• EXERCISE AIM
For every entry that follows, return an identical copy.

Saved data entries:
....
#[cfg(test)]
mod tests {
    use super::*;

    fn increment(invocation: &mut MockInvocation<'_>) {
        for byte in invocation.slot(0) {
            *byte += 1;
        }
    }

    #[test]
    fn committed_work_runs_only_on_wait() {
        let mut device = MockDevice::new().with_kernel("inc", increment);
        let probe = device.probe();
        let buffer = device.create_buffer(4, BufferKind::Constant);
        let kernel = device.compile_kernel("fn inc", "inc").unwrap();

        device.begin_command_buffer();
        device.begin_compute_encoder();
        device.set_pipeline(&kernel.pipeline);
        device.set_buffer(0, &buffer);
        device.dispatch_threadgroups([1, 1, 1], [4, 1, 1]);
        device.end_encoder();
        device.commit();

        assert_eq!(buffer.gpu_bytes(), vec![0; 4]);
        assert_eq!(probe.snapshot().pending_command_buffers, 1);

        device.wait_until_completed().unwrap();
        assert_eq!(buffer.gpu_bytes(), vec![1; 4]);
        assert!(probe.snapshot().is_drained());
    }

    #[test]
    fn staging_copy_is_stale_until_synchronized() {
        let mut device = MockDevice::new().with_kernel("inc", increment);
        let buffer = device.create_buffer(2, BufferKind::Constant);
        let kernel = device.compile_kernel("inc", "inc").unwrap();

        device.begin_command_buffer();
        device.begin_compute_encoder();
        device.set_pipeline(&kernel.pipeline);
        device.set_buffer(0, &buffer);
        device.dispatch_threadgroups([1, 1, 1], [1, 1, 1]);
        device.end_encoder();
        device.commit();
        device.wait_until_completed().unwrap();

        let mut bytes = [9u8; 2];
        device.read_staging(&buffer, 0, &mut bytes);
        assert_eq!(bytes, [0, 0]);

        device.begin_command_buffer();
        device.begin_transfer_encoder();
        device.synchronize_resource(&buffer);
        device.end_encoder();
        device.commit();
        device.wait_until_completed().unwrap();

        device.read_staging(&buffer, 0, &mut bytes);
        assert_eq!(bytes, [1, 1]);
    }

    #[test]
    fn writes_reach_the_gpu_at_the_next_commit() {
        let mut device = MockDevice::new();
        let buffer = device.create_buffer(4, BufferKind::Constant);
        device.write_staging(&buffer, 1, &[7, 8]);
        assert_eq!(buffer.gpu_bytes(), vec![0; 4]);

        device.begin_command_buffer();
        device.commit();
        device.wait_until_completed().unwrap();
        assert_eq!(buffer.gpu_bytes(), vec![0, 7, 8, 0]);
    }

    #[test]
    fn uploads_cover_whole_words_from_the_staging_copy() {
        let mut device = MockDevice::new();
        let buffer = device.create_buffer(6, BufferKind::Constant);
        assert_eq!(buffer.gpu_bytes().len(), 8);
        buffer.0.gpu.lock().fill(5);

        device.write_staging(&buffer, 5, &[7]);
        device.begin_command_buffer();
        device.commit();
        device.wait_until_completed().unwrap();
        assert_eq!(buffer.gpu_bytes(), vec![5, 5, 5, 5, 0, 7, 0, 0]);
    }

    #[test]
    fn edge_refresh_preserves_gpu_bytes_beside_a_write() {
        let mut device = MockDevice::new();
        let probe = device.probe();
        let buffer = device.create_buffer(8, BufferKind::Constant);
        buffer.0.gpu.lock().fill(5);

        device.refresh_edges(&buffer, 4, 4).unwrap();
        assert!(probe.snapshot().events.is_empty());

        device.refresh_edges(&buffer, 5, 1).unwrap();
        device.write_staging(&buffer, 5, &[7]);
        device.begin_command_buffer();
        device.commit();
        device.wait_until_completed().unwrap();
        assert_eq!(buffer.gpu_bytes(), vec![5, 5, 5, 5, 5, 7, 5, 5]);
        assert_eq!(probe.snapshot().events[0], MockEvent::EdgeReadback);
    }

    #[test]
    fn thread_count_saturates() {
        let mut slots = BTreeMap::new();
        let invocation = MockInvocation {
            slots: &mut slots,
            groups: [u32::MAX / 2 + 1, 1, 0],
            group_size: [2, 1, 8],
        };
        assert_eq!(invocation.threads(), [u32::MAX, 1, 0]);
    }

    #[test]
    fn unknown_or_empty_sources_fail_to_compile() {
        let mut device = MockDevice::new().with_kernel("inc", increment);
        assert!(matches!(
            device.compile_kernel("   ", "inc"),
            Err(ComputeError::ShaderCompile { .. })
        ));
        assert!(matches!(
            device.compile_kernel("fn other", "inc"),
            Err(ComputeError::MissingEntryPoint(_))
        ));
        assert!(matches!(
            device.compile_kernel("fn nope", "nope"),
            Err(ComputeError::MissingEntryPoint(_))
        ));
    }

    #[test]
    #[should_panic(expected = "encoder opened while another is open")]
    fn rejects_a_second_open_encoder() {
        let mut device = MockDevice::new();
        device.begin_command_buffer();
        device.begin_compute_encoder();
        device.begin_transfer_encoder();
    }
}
....
• YOUR SOLUTION
#[cfg(test)]
mod tests {
    use super::*;

    fn increment(invocation: &mut MockInvocation<'_>) {
        for byte in invocation.slot(0) {
            *byte += 1;
        }
    }

    #[test]
    fn committed_work_runs_only_on_wait() {
        let mut device = MockDevice::new().with_kernel("inc", increment);
        let probe = device.probe();
        let buffer = device.create_buffer(4, BufferKind::Constant);
        let kernel = device.compile_kernel("fn inc", "inc").unwrap();

        device.begin_command_buffer();
        device.begin_compute_encoder();
        device.set_pipeline(&kernel.pipeline);
        device.set_buffer(0, &buffer);
        device.dispatch_threadgroups([1, 1, 1], [4, 1, 1]);
        device.end_encoder();
        device.commit();

        assert_eq!(buffer.gpu_bytes(), vec![0; 4]);
        assert_eq!(probe.snapshot().pending_command_buffers, 1);

        device.wait_until_completed().unwrap();
        assert_eq!(buffer.gpu_bytes(), vec![1; 4]);
        assert!(probe.snapshot().is_drained());
    }

    #[test]
    fn staging_copy_is_stale_until_synchronized() {
        let mut device = MockDevice::new().with_kernel("inc", increment);
        let buffer = device.create_buffer(2, BufferKind::Constant);
        let kernel = device.compile_kernel("inc", "inc").unwrap();

        device.begin_command_buffer();
        device.begin_compute_encoder();
        device.set_pipeline(&kernel.pipeline);
        device.set_buffer(0, &buffer);
        device.dispatch_threadgroups([1, 1, 1], [1, 1, 1]);
        device.end_encoder();
        device.commit();
        device.wait_until_completed().unwrap();

        let mut bytes = [9u8; 2];
        device.read_staging(&buffer, 0, &mut bytes);
        assert_eq!(bytes, [0, 0]);

        device.begin_command_buffer();
        device.begin_transfer_encoder();
        device.synchronize_resource(&buffer);
        device.end_encoder();
        device.commit();
        device.wait_until_completed().unwrap();

        device.read_staging(&buffer, 0, &mut bytes);
        assert_eq!(bytes, [1, 1]);
    }

    #[test]
    fn writes_reach_the_gpu_at_the_next_commit() {
        let mut device = MockDevice::new();
        let buffer = device.create_buffer(4, BufferKind::Constant);
        device.write_staging(&buffer, 1, &[7, 8]);
        assert_eq!(buffer.gpu_bytes(), vec![0; 4]);

        device.begin_command_buffer();
        device.commit();
        device.wait_until_completed().unwrap();
        assert_eq!(buffer.gpu_bytes(), vec![0, 7, 8, 0]);
    }

    #[test]
    fn uploads_cover_whole_words_from_the_staging_copy() {
        let mut device = MockDevice::new();
        let buffer = device.create_buffer(6, BufferKind::Constant);
        assert_eq!(buffer.gpu_bytes().len(), 8);
        buffer.0.gpu.lock().fill(5);

        device.write_staging(&buffer, 5, &[7]);
        device.begin_command_buffer();
        device.commit();
        device.wait_until_completed().unwrap();
        assert_eq!(buffer.gpu_bytes(), vec![5, 5, 5, 5, 0, 7, 0, 0]);
    }

    #[test]
    fn edge_refresh_preserves_gpu_bytes_beside_a_write() {
        let mut device = MockDevice::new();
        let probe = device.probe();
        let buffer = device.create_buffer(8, BufferKind::Constant);
        buffer.0.gpu.lock().fill(5);

        device.refresh_edges(&buffer, 4, 4).unwrap();
        assert!(probe.snapshot().events.is_empty());

        device.refresh_edges(&buffer, 5, 1).unwrap();
        device.write_staging(&buffer, 5, &[7]);
        device.begin_command_buffer();
        device.commit();
        device.wait_until_completed().unwrap();
        assert_eq!(buffer.gpu_bytes(), vec![5, 5, 5, 5, 5, 7, 5, 5]);
        assert_eq!(probe.snapshot().events[0], MockEvent::EdgeReadback);
    }

    #[test]
    fn thread_count_saturates() {
        let mut slots = BTreeMap::new();
        let invocation = MockInvocation {
            slots: &mut slots,
            groups: [u32::MAX / 2 + 1, 1, 0],
            group_size: [2, 1, 8],
        };
        assert_eq!(invocation.threads(), [u32::MAX, 1, 0]);
    }

    #[test]
    fn unknown_or_empty_sources_fail_to_compile() {
        let mut device = MockDevice::new().with_kernel("inc", increment);
        assert!(matches!(
            device.compile_kernel("   ", "inc"),
            Err(ComputeError::ShaderCompile { .. })
        ));
        assert!(matches!(
            device.compile_kernel("fn other", "inc"),
            Err(ComputeError::MissingEntryPoint(_))
        ));
        assert!(matches!(
            device.compile_kernel("fn nope", "nope"),
            Err(ComputeError::MissingEntryPoint(_))
        ));
    }

    #[test]
    #[should_panic(expected = "encoder opened while another is open")]
    fn rejects_a_second_open_encoder() {
        let mut device = MockDevice::new();
        device.begin_command_buffer();
        device.begin_compute_encoder();
        device.begin_transfer_encoder();
    }
}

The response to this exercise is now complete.